BEGIN DATA
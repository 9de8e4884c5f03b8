//! Procedural position sampling for the two formation targets.

use glam::Vec3;
use rand::Rng;
use std::f32::consts::TAU;

/// Exponent biasing tree points toward the base of the cone.
const HEIGHT_BIAS: f32 = 1.2;

/// Radial spread range applied to the nominal cone radius. Values below 1.0
/// pull points inside the shell, values above push them past it, which
/// leaves visible gaps and volume instead of a solid surface.
const SPREAD_MIN: f32 = 0.6;
const SPREAD_MAX: f32 = 1.2;

/// Sample `count` points approximating a vertically-centered cone.
///
/// The height fraction is drawn as `U^1.2`, so the point density thins
/// toward the tip. The nominal radius tapers linearly to zero at the top and
/// each point lands between 60% and 120% of it.
pub fn generate_tree_positions(
    rng: &mut impl Rng,
    count: usize,
    radius: f32,
    height: f32,
) -> Vec<Vec3> {
    let mut positions = Vec::with_capacity(count);
    for _ in 0..count {
        let y_norm = rng.random::<f32>().powf(HEIGHT_BIAS);
        let y = y_norm * height - height / 2.0;

        let r_base = (1.0 - y_norm) * radius;
        let theta = rng.random::<f32>() * TAU;
        let spread =
            SPREAD_MIN + rng.random::<f32>() * (SPREAD_MAX - SPREAD_MIN);
        let r = r_base * spread;

        positions.push(Vec3::new(r * theta.cos(), y, r * theta.sin()));
    }
    positions
}

/// Sample `count` points uniformly by volume inside a sphere.
///
/// Directions come from `φ = acos(2U - 1)`, radii from `radius·∛U` — the
/// standard rejection-free identity for a uniform ball.
pub fn generate_scatter_positions(
    rng: &mut impl Rng,
    count: usize,
    radius: f32,
) -> Vec<Vec3> {
    let mut positions = Vec::with_capacity(count);
    for _ in 0..count {
        let theta = rng.random::<f32>() * TAU;
        let phi = (2.0 * rng.random::<f32>() - 1.0).acos();
        let r = rng.random::<f32>().cbrt() * radius;

        positions.push(Vec3::new(
            r * phi.sin() * theta.cos(),
            r * phi.sin() * theta.sin(),
            r * phi.cos(),
        ));
    }
    positions
}

#[cfg(test)]
mod tests {
    use super::*;
    use rand::rngs::StdRng;
    use rand::SeedableRng;

    #[test]
    fn test_tree_points_within_bounds() {
        let mut rng = StdRng::seed_from_u64(7);
        let radius = 3.0;
        let height = 6.0;
        let positions =
            generate_tree_positions(&mut rng, 500, radius, height);
        assert_eq!(positions.len(), 500);

        for p in &positions {
            assert!(p.y >= -height / 2.0 - 1e-4);
            assert!(p.y <= height / 2.0 + 1e-4);

            let y_norm = (p.y + height / 2.0) / height;
            let max_r = SPREAD_MAX * (1.0 - y_norm) * radius;
            let radial = (p.x * p.x + p.z * p.z).sqrt();
            assert!(
                radial <= max_r + 1e-3,
                "radial {radial} exceeds bound {max_r} at y_norm {y_norm}"
            );
        }
    }

    #[test]
    fn test_tree_density_biased_toward_base() {
        let mut rng = StdRng::seed_from_u64(11);
        let positions = generate_tree_positions(&mut rng, 20_000, 3.0, 6.0);
        let below_mid =
            positions.iter().filter(|p| p.y < 0.0).count() as f32;
        // U^1.2 puts more than half of the points in the lower half:
        // P(y < mid) = 0.5^(1/1.2) ≈ 0.561.
        let fraction = below_mid / positions.len() as f32;
        assert!(fraction > 0.53, "lower-half fraction {fraction}");
    }

    #[test]
    fn test_scatter_points_within_radius() {
        let mut rng = StdRng::seed_from_u64(13);
        let radius = 4.0;
        let positions = generate_scatter_positions(&mut rng, 500, radius);
        assert_eq!(positions.len(), 500);
        for p in &positions {
            assert!(p.length() <= radius + 1e-4);
        }
    }

    #[test]
    fn test_scatter_volume_uniform() {
        // For volume-uniform sampling, (‖p‖/R)³ is uniform in [0,1]; check
        // per-decile counts against the expected flat histogram.
        let mut rng = StdRng::seed_from_u64(17);
        let radius = 4.0;
        let n = 50_000usize;
        let positions = generate_scatter_positions(&mut rng, n, radius);

        let mut bins = [0usize; 10];
        for p in &positions {
            let u = (p.length() / radius).powi(3);
            let idx = ((u * 10.0) as usize).min(9);
            bins[idx] += 1;
        }
        let expected = n as f32 / 10.0;
        for (i, &b) in bins.iter().enumerate() {
            let deviation = (b as f32 - expected).abs() / expected;
            assert!(
                deviation < 0.08,
                "bin {i} holds {b}, expected ~{expected}"
            );
        }
    }

    #[test]
    fn test_deterministic_with_fixed_seed() {
        let mut a = StdRng::seed_from_u64(99);
        let mut b = StdRng::seed_from_u64(99);
        assert_eq!(
            generate_tree_positions(&mut a, 64, 3.0, 6.0),
            generate_tree_positions(&mut b, 64, 3.0, 6.0)
        );

        let mut a = StdRng::seed_from_u64(99);
        let mut b = StdRng::seed_from_u64(99);
        assert_eq!(
            generate_scatter_positions(&mut a, 64, 4.0),
            generate_scatter_positions(&mut b, 64, 4.0)
        );
    }

    #[test]
    fn test_zero_count_is_empty() {
        let mut rng = StdRng::seed_from_u64(1);
        assert!(generate_tree_positions(&mut rng, 0, 3.0, 6.0).is_empty());
        assert!(generate_scatter_positions(&mut rng, 0, 4.0).is_empty());
    }

    #[test]
    fn test_degenerate_dimensions_collapse_to_origin() {
        let mut rng = StdRng::seed_from_u64(2);
        for p in generate_tree_positions(&mut rng, 32, 0.0, 0.0) {
            assert!(p.length() < 1e-6);
        }
        for p in generate_scatter_positions(&mut rng, 32, 0.0) {
            assert!(p.length() < 1e-6);
        }
    }
}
END DATA
**YOUR ASSIGNMENT:** Retype the entries shown above. Keep every word exactly as it is.

**WRITTEN REPLY:**
repository 9de8e4884c5f03b8
//! Procedural position sampling for the two formation targets.

use glam::Vec3;
use rand::Rng;
use std::f32::consts::TAU;

/// Exponent biasing tree points toward the base of the cone.
const HEIGHT_BIAS: f32 = 1.2;

/// Radial spread range applied to the nominal cone radius. Values below 1.0
/// pull points inside the shell, values above push them past it, which
/// leaves visible gaps and volume instead of a solid surface.
const SPREAD_MIN: f32 = 0.6;
const SPREAD_MAX: f32 = 1.2;

/// Sample `count` points approximating a vertically-centered cone.
///
/// The height fraction is drawn as `U^1.2`, so the point density thins
/// toward the tip. The nominal radius tapers linearly to zero at the top and
/// each point lands between 60% and 120% of it.
pub fn generate_tree_positions(
    rng: &mut impl Rng,
    count: usize,
    radius: f32,
    height: f32,
) -> Vec<Vec3> {
    let mut positions = Vec::with_capacity(count);
    for _ in 0..count {
        let y_norm = rng.random::<f32>().powf(HEIGHT_BIAS);
        let y = y_norm * height - height / 2.0;

        let r_base = (1.0 - y_norm) * radius;
        let theta = rng.random::<f32>() * TAU;
        let spread =
            SPREAD_MIN + rng.random::<f32>() * (SPREAD_MAX - SPREAD_MIN);
        let r = r_base * spread;

        positions.push(Vec3::new(r * theta.cos(), y, r * theta.sin()));
    }
    positions
}

/// Sample `count` points uniformly by volume inside a sphere.
///
/// Directions come from `φ = acos(2U - 1)`, radii from `radius·∛U` — the
/// standard rejection-free identity for a uniform ball.
pub fn generate_scatter_positions(
    rng: &mut impl Rng,
    count: usize,
    radius: f32,
) -> Vec<Vec3> {
    let mut positions = Vec::with_capacity(count);
    for _ in 0..count {
        let theta = rng.random::<f32>() * TAU;
        let phi = (2.0 * rng.random::<f32>() - 1.0).acos();
        let r = rng.random::<f32>().cbrt() * radius;

        positions.push(Vec3::new(
            r * phi.sin() * theta.cos(),
            r * phi.sin() * theta.sin(),
            r * phi.cos(),
        ));
    }
    positions
}

#[cfg(test)]
mod tests {
    use super::*;
    use rand::rngs::StdRng;
    use rand::SeedableRng;

    #[test]
    fn test_tree_points_within_bounds() {
        let mut rng = StdRng::seed_from_u64(7);
        let radius = 3.0;
        let height = 6.0;
        let positions =
            generate_tree_positions(&mut rng, 500, radius, height);
        assert_eq!(positions.len(), 500);

        for p in &positions {
            assert!(p.y >= -height / 2.0 - 1e-4);
            assert!(p.y <= height / 2.0 + 1e-4);

            let y_norm = (p.y + height / 2.0) / height;
            let max_r = SPREAD_MAX * (1.0 - y_norm) * radius;
            let radial = (p.x * p.x + p.z * p.z).sqrt();
            assert!(
                radial <= max_r + 1e-3,
                "radial {radial} exceeds bound {max_r} at y_norm {y_norm}"
            );
        }
    }

    #[test]
    fn test_tree_density_biased_toward_base() {
        let mut rng = StdRng::seed_from_u64(11);
        let positions = generate_tree_positions(&mut rng, 20_000, 3.0, 6.0);
        let below_mid =
            positions.iter().filter(|p| p.y < 0.0).count() as f32;
        // U^1.2 puts more than half of the points in the lower half:
        // P(y < mid) = 0.5^(1/1.2) ≈ 0.561.
        let fraction = below_mid / positions.len() as f32;
        assert!(fraction > 0.53, "lower-half fraction {fraction}");
    }

    #[test]
    fn test_scatter_points_within_radius() {
        let mut rng = StdRng::seed_from_u64(13);
        let radius = 4.0;
        let positions = generate_scatter_positions(&mut rng, 500, radius);
        assert_eq!(positions.len(), 500);
        for p in &positions {
            assert!(p.length() <= radius + 1e-4);
        }
    }

    #[test]
    fn test_scatter_volume_uniform() {
        // For volume-uniform sampling, (‖p‖/R)³ is uniform in [0,1]; check
        // per-decile counts against the expected flat histogram.
        let mut rng = StdRng::seed_from_u64(17);
        let radius = 4.0;
        let n = 50_000usize;
        let positions = generate_scatter_positions(&mut rng, n, radius);

        let mut bins = [0usize; 10];
        for p in &positions {
            let u = (p.length() / radius).powi(3);
            let idx = ((u * 10.0) as usize).min(9);
            bins[idx] += 1;
        }
        let expected = n as f32 / 10.0;
        for (i, &b) in bins.iter().enumerate() {
            let deviation = (b as f32 - expected).abs() / expected;
            assert!(
                deviation < 0.08,
                "bin {i} holds {b}, expected ~{expected}"
            );
        }
    }

    #[test]
    fn test_deterministic_with_fixed_seed() {
        let mut a = StdRng::seed_from_u64(99);
        let mut b = StdRng::seed_from_u64(99);
        assert_eq!(
            generate_tree_positions(&mut a, 64, 3.0, 6.0),
            generate_tree_positions(&mut b, 64, 3.0, 6.0)
        );

        let mut a = StdRng::seed_from_u64(99);
        let mut b = StdRng::seed_from_u64(99);
        assert_eq!(
            generate_scatter_positions(&mut a, 64, 4.0),
            generate_scatter_positions(&mut b, 64, 4.0)
        );
    }

    #[test]
    fn test_zero_count_is_empty() {
        let mut rng = StdRng::seed_from_u64(1);
        assert!(generate_tree_positions(&mut rng, 0, 3.0, 6.0).is_empty());
        assert!(generate_scatter_positions(&mut rng, 0, 4.0).is_empty());
    }

    #[test]
    fn test_degenerate_dimensions_collapse_to_origin() {
        let mut rng = StdRng::seed_from_u64(2);
        for p in generate_tree_positions(&mut rng, 32, 0.0, 0.0) {
            assert!(p.length() < 1e-6);
        }
        for p in generate_scatter_positions(&mut rng, 32, 0.0) {
            assert!(p.length() < 1e-6);
        }
    }
}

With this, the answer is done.